EXERCISE DESCRIPTION: Return verbatim all lines from the first one in the records to the line with "internal partition, so", both ends kept.

Saved entries:
_ _ _
//! # kvdriver Log-Structured Adapter
//!
//! ## ⚠️ Internal Implementation Detail
//!
//! **This crate is an internal implementation detail of kvdriver.** Use the
//! main [`kvdriver`](https://docs.rs/kvdriver) crate instead.
//!
//! ---
//!
//! Wraps a transactional [`fjall`] keyspace. Every key lives in one fixed
//! internal partition, so partition operations are accepted and ignored:
//! callers asking for isolation on this engine get a flat namespace.
//!
//! ```text
//! Writes → write transaction (single writer) → journal + memtable → segments
//! Reads  → read transaction snapshot
//! ```
//!
//! `size` and `length` are not tracked and always report 0; a zero here does
//! not mean the store is empty.

use std::cell::RefCell;
use std::path::Path;
use std::sync::RwLock;

use fjall::{Config, PartitionCreateOptions, PersistMode, TxKeyspace, TxPartitionHandle};
use kvdriver_core::{
    EngineType, Error, Execute, FnBucket, KeyValueStore, Options, Result, TxGuarantee, Visitor,
};
use tracing::{debug, info, warn};

/// Name of the single partition holding all keys.
const PARTITION: &str = "kv";

/// Longest key the engine stores.
pub const MAX_KEY_LEN: usize = u16::MAX as usize;

fn storage<E: std::fmt::Display>(err: E) -> Error {
    Error::Storage(err.to_string())
}

fn transaction<E: std::fmt::Display>(err: E) -> Error {
    Error::Transaction(err.to_string())
}

/// Rejects keys fjall cannot hold: empty or longer than [`MAX_KEY_LEN`].
fn check_key(key: &[u8]) -> Result<()> {
    if key.is_empty() || key.len() > MAX_KEY_LEN {
        return Err(Error::InvalidKey(key.len()));
    }
    Ok(())
}

struct Handle {
    keyspace: TxKeyspace,
    partition: TxPartitionHandle,
}

/// Key-value store backed by an fjall keyspace directory.
pub struct LogStore {
    path: String,
    handle: RwLock<Option<Handle>>,
}

impl LogStore {
    /// Open or create the keyspace in the directory at `path`.
    ///
    /// A non-zero `options.size` sets the block cache size; the bucket and
    /// timeout options are ignored.
    pub fn open(path: impl AsRef<Path>, options: &Options) -> Result<Self> {
        let path = path.as_ref();
        if path.as_os_str().is_empty() {
            return Err(Error::EmptyPath);
        }

        let mut config = Config::new(path);
        if options.size > 0 {
            config = config.cache_size(options.size);
        }
        let keyspace = config
            .open_transactional()
            .map_err(|e| Error::open(EngineType::LogStructured, e))?;
        let partition = keyspace
            .open_partition(PARTITION, PartitionCreateOptions::default())
            .map_err(|e| Error::open(EngineType::LogStructured, e))?;

        let store = Self {
            path: path.to_string_lossy().into_owned(),
            handle: RwLock::new(Some(Handle {
                keyspace,
                partition,
            })),
        };
        info!(path = %store.path, "Opened log-structured store");
        Ok(store)
    }

    fn with_handle<T>(&self, f: impl FnOnce(&Handle) -> Result<T>) -> Result<T> {
        let guard = self.handle.read().map_err(|_| Error::LockPoisoned)?;
        let handle = guard.as_ref().ok_or(Error::Closed)?;
        f(handle)
    }

    /// Traverse a read-transaction snapshot of every key-value pair.
    fn traverse(&self, mut visit: impl FnMut(&[u8], &[u8]) -> Result<()>) -> Result<()> {
        self.with_handle(|handle| {
            let tx = handle.keyspace.read_tx();
            for entry in tx.iter(&handle.partition) {
                let (key, value) = entry.map_err(storage)?;
                visit(&key, &value)?;
            }
            Ok(())
        })
    }
}

impl KeyValueStore for LogStore {
    fn engine(&self) -> EngineType {
        EngineType::LogStructured
    }

    fn path(&self) -> &str {
        &self.path
    }

    fn is_open(&self) -> bool {
        self.handle.read().map(|h| h.is_some()).unwrap_or(false)
    }

    fn size(&self) -> Result<u64> {
        Ok(0)
    }

    fn length(&self) -> usize {
        0
    }

    fn get(&self, key: &[u8]) -> Result<Vec<u8>> {
        self.with_handle(|handle| {
            if check_key(key).is_err() {
                return Err(Error::KeyNotFound);
            }
            let tx = handle.keyspace.read_tx();
            match tx.get(&handle.partition, key).map_err(storage)? {
                Some(value) => Ok(value.to_vec()),
                None => Err(Error::KeyNotFound),
            }
        })
    }

    fn upsert(&self, key: &[u8], value: &[u8]) -> Result<()> {
        self.with_handle(|handle| {
            check_key(key)?;
            let mut tx = handle.keyspace.write_tx();
            tx.insert(&handle.partition, key, value);
            tx.commit().map_err(transaction)
        })
    }

    fn delete(&self, key: &[u8]) -> Result<()> {
        self.with_handle(|handle| {
            check_key(key)?;
            let mut tx = handle.keyspace.write_tx();
            tx.remove(&handle.partition, key);
            tx.commit().map_err(transaction)
        })
    }

    fn for_each(&self, visit: &mut Visitor<'_>) -> Result<()> {
        self.traverse(|_, value| visit(value))
    }

    fn key_iterator(&self, visit: &mut Visitor<'_>) -> Result<()> {
        self.traverse(|key, _| visit(key))
    }

    fn update(&self, execute: &mut Execute<'_>) -> Result<()> {
        self.with_handle(|handle| {
            let partition = &handle.partition;
            let tx = RefCell::new(handle.keyspace.write_tx());
            let outcome = execute(&mut FnBucket::new(
                |key: &[u8], value: &[u8]| {
                    check_key(key)?;
                    tx.borrow_mut().insert(partition, key, value);
                    Ok(())
                },
                |key: &[u8]| {
                    check_key(key)?;
                    tx.borrow_mut().remove(partition, key);
                    Ok(())
                },
            ));

            let tx = tx.into_inner();
            match outcome {
                Ok(()) => tx.commit().map_err(transaction),
                Err(e) => {
                    debug!(path = %self.path, error = %e, "Rolling back log-structured transaction");
                    tx.rollback();
                    Err(e)
                }
            }
        })
    }

    fn guarantee(&self) -> TxGuarantee {
        TxGuarantee::Atomic
    }

    fn create_partitions(&self, _names: &[&str]) -> Result<()> {
        Ok(())
    }

    fn delete_partitions(&self, _names: &[&str]) -> Result<()> {
        Ok(())
    }

    fn clean(&self) -> Result<()> {
        self.with_handle(|handle| {
            // Holding the write transaction first keeps the snapshot below current.
            let mut tx = handle.keyspace.write_tx();
            let keys = handle
                .keyspace
                .read_tx()
                .iter(&handle.partition)
                .map(|entry| entry.map(|(key, _)| key))
                .collect::<std::result::Result<Vec<_>, _>>()
                .map_err(storage)?;
            for key in keys {
                tx.remove(&handle.partition, key);
            }
            tx.commit().map_err(transaction)
        })
    }

    fn close(&self) -> Result<()> {
        let mut guard = self.handle.write().map_err(|_| Error::LockPoisoned)?;
        match guard.take() {
            Some(handle) => {
                handle
                    .keyspace
                    .persist(PersistMode::SyncAll)
                    .map_err(storage)?;
                drop(handle);
                info!(path = %self.path, "Closed log-structured store");
            }
            None => warn!(path = %self.path, "Log-structured store already closed"),
        }
        Ok(())
    }
}

#[cfg(test)]
mod tests {
    use super::*;
    use kvdriver_core::Bucket;
    use tempfile::tempdir;

    const KEY: &[u8] = b"key";
    const VALUE: &[u8] = b"value";

    fn with_store(handler: impl FnOnce(&LogStore)) {
        let dir = tempdir().unwrap();
        let store = LogStore::open(dir.path().join("test.db"), &Options::default()).unwrap();
        handler(&store);
        store.close().unwrap();
    }

    #[test]
    fn test_empty_path() {
        assert!(matches!(
            LogStore::open("", &Options::default()),
            Err(Error::EmptyPath)
        ));
    }

    #[test]
    fn test_upsert_get_delete() {
        with_store(|store| {
            store.upsert(KEY, VALUE).unwrap();
            assert_eq!(store.get(KEY).unwrap(), VALUE);

            store.delete(KEY).unwrap();
            assert!(matches!(store.get(KEY), Err(Error::KeyNotFound)));
        });
    }

    #[test]
    fn test_rejects_unstorable_keys() {
        with_store(|store| {
            let long = vec![7u8; MAX_KEY_LEN + 1];
            assert!(matches!(store.upsert(b"", VALUE), Err(Error::InvalidKey(0))));
            assert!(matches!(store.upsert(&long, VALUE), Err(Error::InvalidKey(_))));
            assert!(matches!(store.delete(b""), Err(Error::InvalidKey(0))));
            assert!(matches!(store.delete(&long), Err(Error::InvalidKey(_))));
            assert!(matches!(store.get(b""), Err(Error::KeyNotFound)));
            assert!(matches!(store.get(&long), Err(Error::KeyNotFound)));

            let longest = vec![7u8; MAX_KEY_LEN];
            store.upsert(&longest, VALUE).unwrap();
            assert_eq!(store.get(&longest).unwrap(), VALUE);
        });
    }

    #[test]
    fn test_update_rejects_unstorable_keys() {
        with_store(|store| {
            let result = store.update(&mut |bucket: &mut dyn Bucket| {
                bucket.put(b"a", b"1")?;
                bucket.put(b"", b"2")
            });
            assert!(matches!(result, Err(Error::InvalidKey(0))));
            assert!(store.get(b"a").unwrap_err().is_not_found());

            let result = store.update(&mut |bucket: &mut dyn Bucket| bucket.delete(b""));
            assert!(matches!(result, Err(Error::InvalidKey(0))));
        });
    }

    #[test]
    fn test_size_and_length_are_placeholders() {
        with_store(|store| {
            store.upsert(KEY, VALUE).unwrap();
            assert_eq!(store.size().unwrap(), 0);
            assert_eq!(store.length(), 0);
        });
    }

    #[test]
    fn test_partitions_are_no_ops() {
        with_store(|store| {
            store.upsert(KEY, VALUE).unwrap();
            store.create_partitions(&["a", "b"]).unwrap();
            store.delete_partitions(&["never-created"]).unwrap();
            assert_eq!(store.active_partition(), None);
            assert_eq!(store.get(KEY).unwrap(), VALUE);
        });
    }

    #[test]
    fn test_iterators() {
        with_store(|store| {
            store.upsert(b"k1", b"v1").unwrap();
            store.upsert(b"k2", b"v2").unwrap();

            let mut keys = Vec::new();
            store
                .key_iterator(&mut |k: &[u8]| {
                    keys.push(k.to_vec());
                    Ok(())
                })
                .unwrap();
            assert_eq!(keys, vec![b"k1".to_vec(), b"k2".to_vec()]);

            let mut values = Vec::new();
            store
                .for_each(&mut |v: &[u8]| {
                    values.push(v.to_vec());
                    Ok(())
                })
                .unwrap();
            assert_eq!(values, vec![b"v1".to_vec(), b"v2".to_vec()]);
        });
    }

    #[test]
    fn test_key_iterator_stops_on_first_error() {
        with_store(|store| {
            store.upsert(b"k1", VALUE).unwrap();
            store.upsert(b"k2", VALUE).unwrap();

            let mut seen = 0;
            let result = store.key_iterator(&mut |_: &[u8]| {
                seen += 1;
                Err(Error::aborted("stop"))
            });
            assert!(matches!(result, Err(Error::VisitorAborted(_))));
            assert_eq!(seen, 1);
        });
    }

    #[test]
    fn test_update_is_atomic() {
        with_store(|store| {
            store.upsert(b"keep", VALUE).unwrap();

            let result = store.update(&mut |bucket: &mut dyn Bucket| {
                bucket.put(b"a", b"1")?;
                bucket.delete(b"keep")?;
                Err(Error::aborted("fail"))
            });
            assert!(result.is_err());
            assert!(store.get(b"a").unwrap_err().is_not_found());
            assert_eq!(store.get(b"keep").unwrap(), VALUE);

            store
                .update(&mut |bucket: &mut dyn Bucket| {
                    bucket.put(b"a", b"1")?;
                    bucket.delete(b"keep")
                })
                .unwrap();
            assert_eq!(store.get(b"a").unwrap(), b"1");
            assert!(store.get(b"keep").unwrap_err().is_not_found());
        });
    }

    #[test]
    fn test_clean() {
        with_store(|store| {
            store.upsert(b"a", VALUE).unwrap();
            store.upsert(b"b", VALUE).unwrap();
            store.clean().unwrap();

            let mut count = 0;
            store
                .key_iterator(&mut |_: &[u8]| {
                    count += 1;
                    Ok(())
                })
                .unwrap();
            assert_eq!(count, 0);
        });
    }

    #[test]
    fn test_closed_store() {
        let dir = tempdir().unwrap();
        let store = LogStore::open(dir.path().join("test.db"), &Options::default()).unwrap();
        store.close().unwrap();
        assert!(!store.is_open());
        assert!(matches!(store.get(KEY), Err(Error::Closed)));
        assert!(matches!(store.delete(KEY), Err(Error::Closed)));
        store.close().unwrap();
    }
}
_ _ _
RESULT OF THE EXERCISE:
//! # kvdriver Log-Structured Adapter
//!
//! ## ⚠️ Internal Implementation Detail
//!
//! **This crate is an internal implementation detail of kvdriver.** Use the
//! main [`kvdriver`](https://docs.rs/kvdriver) crate instead.
//!
//! ---
//!
//! Wraps a transactional [`fjall`] keyspace. Every key lives in one fixed
//! internal partition, so partition operations are accepted and ignored:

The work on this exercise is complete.